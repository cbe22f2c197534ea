//! Mock transport for testing

use super::Transport;
use crate::error::{Error, Result};
use parking_lot::Mutex;
use std::collections::VecDeque;
use std::io;
use std::sync::Arc;
use std::sync::atomic::{AtomicI32, Ordering};

/// Fake descriptors start well above anything a test process holds open
static NEXT_FAKE_FD: AtomicI32 = AtomicI32::new(10_000);

/// Mock transport for unit testing
///
/// Clones share state, so a test can keep a handle while the hub owns
/// another. Each `write` is recorded as one message.
#[derive(Clone)]
pub struct MockTransport {
    fd: i32,
    inner: Arc<Mutex<MockTransportInner>>,
}

struct MockTransportInner {
    read_buffer: VecDeque<u8>,
    messages: Vec<Vec<u8>>,
    /// Upcoming writes that fail with `WouldBlock`
    blocked_writes: usize,
    /// Fail every write with `BrokenPipe`
    broken: bool,
    write_attempts: usize,
    closed: bool,
}

impl MockTransport {
    /// Create a new mock transport
    pub fn new() -> Self {
        MockTransport {
            fd: NEXT_FAKE_FD.fetch_add(1, Ordering::Relaxed),
            inner: Arc::new(Mutex::new(MockTransportInner {
                read_buffer: VecDeque::new(),
                messages: Vec::new(),
                blocked_writes: 0,
                broken: false,
                write_attempts: 0,
                closed: false,
            })),
        }
    }

    /// Inject data to be read
    pub fn inject_read(&self, data: &[u8]) {
        self.inner.lock().read_buffer.extend(data);
    }

    /// All successfully written messages, in order
    pub fn get_messages(&self) -> Vec<Vec<u8>> {
        self.inner.lock().messages.clone()
    }

    /// All written bytes concatenated
    pub fn get_written(&self) -> Vec<u8> {
        self.inner.lock().messages.concat()
    }

    /// Clear written data
    pub fn clear_written(&self) {
        self.inner.lock().messages.clear();
    }

    /// Make the next `count` writes fail as if the socket were full
    pub fn block_writes(&self, count: usize) {
        self.inner.lock().blocked_writes = count;
    }

    /// Make every write fail permanently (or recover)
    pub fn set_broken(&self, broken: bool) {
        self.inner.lock().broken = broken;
    }

    /// Number of write calls, successful or not
    pub fn write_attempts(&self) -> usize {
        self.inner.lock().write_attempts
    }

    pub fn is_closed(&self) -> bool {
        self.inner.lock().closed
    }
}

impl Transport for MockTransport {
    fn read(&mut self, buffer: &mut [u8]) -> Result<usize> {
        let mut inner = self.inner.lock();
        let available = inner.read_buffer.len().min(buffer.len());
        for (slot, byte) in buffer.iter_mut().zip(inner.read_buffer.drain(..available)) {
            *slot = byte;
        }
        Ok(available)
    }

    fn write(&mut self, data: &[u8]) -> Result<usize> {
        let mut inner = self.inner.lock();
        inner.write_attempts += 1;
        if inner.closed || inner.broken {
            return Err(Error::Io(io::ErrorKind::BrokenPipe.into()));
        }
        if inner.blocked_writes > 0 {
            inner.blocked_writes -= 1;
            return Err(Error::Io(io::ErrorKind::WouldBlock.into()));
        }
        inner.messages.push(data.to_vec());
        Ok(data.len())
    }

    fn raw_fd(&self) -> Option<i32> {
        if self.inner.lock().closed {
            None
        } else {
            Some(self.fd)
        }
    }

    fn close(&mut self) {
        self.inner.lock().closed = true;
    }
}

impl Default for MockTransport {
    fn default() -> Self {
        Self::new()
    }
}

#[cfg(test)]
mod tests {
    use super::*;

    #[test]
    fn test_basic_operations() {
        let mut transport = MockTransport::new();
        let handle = transport.clone();

        handle.inject_read(&[1, 2, 3]);
        let mut buf = [0u8; 2];
        assert_eq!(transport.read(&mut buf).unwrap(), 2);
        assert_eq!(buf, [1, 2]);

        transport.write(&[9]).unwrap();
        transport.write(&[8, 7]).unwrap();
        assert_eq!(handle.get_messages(), vec![vec![9], vec![8, 7]]);
        assert_eq!(handle.get_written(), vec![9, 8, 7]);
    }

    #[test]
    fn test_blocked_writes() {
        let mut transport = MockTransport::new();
        transport.block_writes(2);
        assert!(transport.write(&[1]).is_err());
        assert!(transport.write(&[1]).is_err());
        assert!(transport.write(&[1]).is_ok());
        assert_eq!(transport.write_attempts(), 3);
    }
}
++++++++++
» Work order:
Look above for the line with "as one message." and the line with "pub fn inject_read(&self, data: &[u8])". Retype those two lines and every line between them exactly, adding nothing.

» Exercise output:
/// another. Each `write` is recorded as one message.
#[derive(Clone)]
pub struct MockTransport {
    fd: i32,
    inner: Arc<Mutex<MockTransportInner>>,
}

struct MockTransportInner {
    read_buffer: VecDeque<u8>,
    messages: Vec<Vec<u8>>,
    /// Upcoming writes that fail with `WouldBlock`
    blocked_writes: usize,
    /// Fail every write with `BrokenPipe`
    broken: bool,
    write_attempts: usize,
    closed: bool,
}

impl MockTransport {
    /// Create a new mock transport
    pub fn new() -> Self {
        MockTransport {
            fd: NEXT_FAKE_FD.fetch_add(1, Ordering::Relaxed),
            inner: Arc::new(Mutex::new(MockTransportInner {
                read_buffer: VecDeque::new(),
                messages: Vec::new(),
                blocked_writes: 0,
                broken: false,
                write_attempts: 0,
                closed: false,
            })),
        }
    }

    /// Inject data to be read
    pub fn inject_read(&self, data: &[u8]) {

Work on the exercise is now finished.